▶ **EXERCISE AIM**
Among the records below, which lines contain the string "maintenance"? Report them.

Stored data:
※

//! Calorie and macronutrient targets
//!
//! Mifflin-St Jeor BMR scaled by a single activity factor, shifted by a
//! goal adjustment, then split into protein, fat and carbohydrate grams.
//! All constants live in [`MacroConfig`]; there is exactly one active
//! constant set per engine.

use rust_decimal::prelude::ToPrimitive;
use rust_decimal::{Decimal, RoundingStrategy};
use rust_decimal_macros::dec;
use serde::{Deserialize, Serialize};
use tracing::{debug, warn};

use crate::error::{ConfigurationError, Result};
use crate::models::{Gender, Goal, MacroTargets};
use crate::normalizer::NormalizedProfile;

const KCAL_PER_GRAM_PROTEIN: Decimal = dec!(4);
const KCAL_PER_GRAM_CARB: Decimal = dec!(4);
const KCAL_PER_GRAM_FAT: Decimal = dec!(9);

/// How the daily fat target is derived
#[derive(Debug, Clone, PartialEq, Serialize, Deserialize)]
#[serde(tag = "method", rename_all = "snake_case")]
pub enum FatMethod {
    /// Grams per kilogram of body weight
    BodyWeight { grams_per_kg: Decimal },
    /// Share of the calorie target, converted at 9 kcal/g
    CalorieShare { share: Decimal },
}

/// Mifflin-St Jeor coefficients
#[derive(Debug, Clone, PartialEq, Serialize, Deserialize)]
#[serde(default)]
pub struct BmrCoefficients {
    pub weight: Decimal,
    pub height: Decimal,
    pub age: Decimal,
    pub male_offset: Decimal,
    pub female_offset: Decimal,
    /// Offset for "other" / undisclosed
    pub unspecified_offset: Decimal,
}

impl Default for BmrCoefficients {
    fn default() -> Self {
        Self {
            weight: dec!(10),
            height: dec!(6.25),
            age: dec!(-5),
            male_offset: dec!(5),
            female_offset: dec!(-161),
            unspecified_offset: dec!(0),
        }
    }
}

/// Daily kcal added to TDEE for each goal
#[derive(Debug, Clone, PartialEq, Serialize, Deserialize)]
#[serde(default)]
pub struct GoalAdjustments {
    pub fat_loss: Decimal,
    pub muscle_gain: Decimal,
    pub maintenance: Decimal,
}

impl Default for GoalAdjustments {
    fn default() -> Self {
        Self {
            fat_loss: dec!(-500),
            muscle_gain: dec!(250),
            maintenance: dec!(0),
        }
    }
}

impl GoalAdjustments {
    pub fn for_goal(&self, goal: Goal) -> Decimal {
        match goal {
            Goal::FatLoss => self.fat_loss,
            Goal::MuscleGain => self.muscle_gain,
            Goal::Maintenance => self.maintenance,
        }
    }
}

/// Canonical constant set for macro calculations
#[derive(Debug, Clone, PartialEq, Serialize, Deserialize)]
#[serde(default)]
pub struct MacroConfig {
    /// TDEE multiplier applied to BMR
    pub activity_factor: Decimal,

    /// Protein grams per kilogram of body weight
    pub protein_grams_per_kg: Decimal,

    pub bmr: BmrCoefficients,

    pub goal_adjustments: GoalAdjustments,

    pub fat: FatMethod,
}

impl Default for MacroConfig {
    fn default() -> Self {
        Self {
            activity_factor: dec!(1.55),
            protein_grams_per_kg: dec!(2.2),
            bmr: BmrCoefficients::default(),
            goal_adjustments: GoalAdjustments::default(),
            fat: FatMethod::BodyWeight {
                grams_per_kg: dec!(0.9),
            },
        }
    }
}

impl MacroConfig {
    const MAX_ADJUSTMENT_KCAL: Decimal = dec!(1500);
    const MAX_GRAMS_PER_KG: Decimal = dec!(5);

    /// Check every constant is inside its sensible range
    pub fn validate(&self) -> Result<()> {
        if self.activity_factor < dec!(1.0) || self.activity_factor > dec!(2.5) {
            return Err(invalid(
                "nutrition.activity_factor",
                format!("must be between 1.0 and 2.5, got {}", self.activity_factor),
            ));
        }

        let adjustments = [
            ("nutrition.goal_adjustments.fat_loss", self.goal_adjustments.fat_loss),
            ("nutrition.goal_adjustments.muscle_gain", self.goal_adjustments.muscle_gain),
            ("nutrition.goal_adjustments.maintenance", self.goal_adjustments.maintenance),
        ];
        for (setting, value) in adjustments {
            if value.abs() > Self::MAX_ADJUSTMENT_KCAL {
                return Err(invalid(
                    setting,
                    format!("must be within ±{} kcal, got {}", Self::MAX_ADJUSTMENT_KCAL, value),
                ));
            }
        }

        Self::validate_grams_per_kg("nutrition.protein_grams_per_kg", self.protein_grams_per_kg)?;

        match &self.fat {
            FatMethod::BodyWeight { grams_per_kg } => {
                Self::validate_grams_per_kg("nutrition.fat.grams_per_kg", *grams_per_kg)?;
            }
            FatMethod::CalorieShare { share } => {
                if *share <= Decimal::ZERO || *share >= Decimal::ONE {
                    return Err(invalid(
                        "nutrition.fat.share",
                        format!("must be between 0 and 1 (exclusive), got {}", share),
                    ));
                }
            }
        }

        let coefficients = [
            ("nutrition.bmr.weight", self.bmr.weight),
            ("nutrition.bmr.height", self.bmr.height),
            ("nutrition.bmr.age", self.bmr.age),
            ("nutrition.bmr.male_offset", self.bmr.male_offset),
            ("nutrition.bmr.female_offset", self.bmr.female_offset),
            ("nutrition.bmr.unspecified_offset", self.bmr.unspecified_offset),
        ];
        for (setting, value) in coefficients {
            if value.abs() > dec!(1000) {
                return Err(invalid(setting, format!("magnitude must not exceed 1000, got {}", value)));
            }
        }

        Ok(())
    }

    fn validate_grams_per_kg(setting: &str, value: Decimal) -> Result<()> {
        if value <= Decimal::ZERO || value > Self::MAX_GRAMS_PER_KG {
            return Err(invalid(
                setting,
                format!("must be in (0, {}] g/kg, got {}", Self::MAX_GRAMS_PER_KG, value),
            ));
        }
        Ok(())
    }
}

fn invalid(setting: &str, reason: String) -> crate::error::FitPlanError {
    ConfigurationError::InvalidSetting {
        setting: setting.to_string(),
        reason,
    }
    .into()
}

/// Round half away from zero to a whole number, saturating at the i32 range
fn whole(value: Decimal) -> i32 {
    let rounded = value.round_dp_with_strategy(0, RoundingStrategy::MidpointAwayFromZero);
    rounded.to_i32().unwrap_or(if rounded.is_sign_negative() {
        i32::MIN
    } else {
        i32::MAX
    })
}

/// Macro target calculator bound to one validated constant set
#[derive(Debug, Clone)]
pub struct MacroEngine {
    config: MacroConfig,
}

impl Default for MacroEngine {
    fn default() -> Self {
        Self {
            config: MacroConfig::default(),
        }
    }
}

impl MacroEngine {
    pub fn new(config: MacroConfig) -> Result<Self> {
        config.validate()?;
        Ok(Self { config })
    }

    pub fn config(&self) -> &MacroConfig {
        &self.config
    }

    /// Basal metabolic rate in kcal/day (Mifflin-St Jeor)
    ///
    /// BMR = 10 x weight_kg + 6.25 x height_cm - 5 x age + offset, with
    /// offset +5 for men, -161 for women and 0 when unspecified.
    pub fn bmr(&self, profile: &NormalizedProfile) -> Decimal {
        let c = &self.config.bmr;
        let offset = match profile.gender() {
            Gender::Male => c.male_offset,
            Gender::Female => c.female_offset,
            Gender::Unspecified => c.unspecified_offset,
        };

        c.weight * profile.weight_kg() + c.height * profile.height_cm()
            + c.age * Decimal::from(profile.age())
            + offset
    }

    /// Total daily energy expenditure in kcal/day
    pub fn tdee(&self, profile: &NormalizedProfile) -> Decimal {
        self.bmr(profile) * self.config.activity_factor
    }

    /// Unrounded calorie target for a goal
    pub fn calorie_target(&self, profile: &NormalizedProfile, goal: Goal) -> Decimal {
        self.tdee(profile) + self.config.goal_adjustments.for_goal(goal)
    }

    /// Daily calorie and macro targets
    ///
    /// Carbohydrates fill whatever energy protein and fat leave over and
    /// are reported signed; a negative value is returned as-is.
    pub fn compute_macros(&self, profile: &NormalizedProfile, goal: Goal) -> MacroTargets {
        let target = self.calorie_target(profile, goal);
        let calories = whole(target);

        let protein_grams = whole(profile.weight_kg() * self.config.protein_grams_per_kg);
        let fat_grams = match &self.config.fat {
            FatMethod::BodyWeight { grams_per_kg } => whole(profile.weight_kg() * *grams_per_kg),
            FatMethod::CalorieShare { share } => whole(*share * target / KCAL_PER_GRAM_FAT),
        };

        let committed = Decimal::from(protein_grams) * KCAL_PER_GRAM_PROTEIN
            + Decimal::from(fat_grams) * KCAL_PER_GRAM_FAT;
        let carb_grams = whole((Decimal::from(calories) - committed) / KCAL_PER_GRAM_CARB);

        let targets = MacroTargets {
            calories,
            protein_grams,
            carb_grams,
            fat_grams,
        };

        debug!(?goal, ?targets, "Macro targets computed");
        if targets.has_negative_carbs() {
            warn!(
                calories,
                protein_grams, fat_grams, carb_grams, "Protein and fat exceed the calorie target"
            );
        }

        targets
    }
}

※

▶ **ANSWER SPACE**
    pub maintenance: Decimal,
            maintenance: dec!(0),
            Goal::Maintenance => self.maintenance,
            ("nutrition.goal_adjustments.maintenance", self.goal_adjustments.maintenance),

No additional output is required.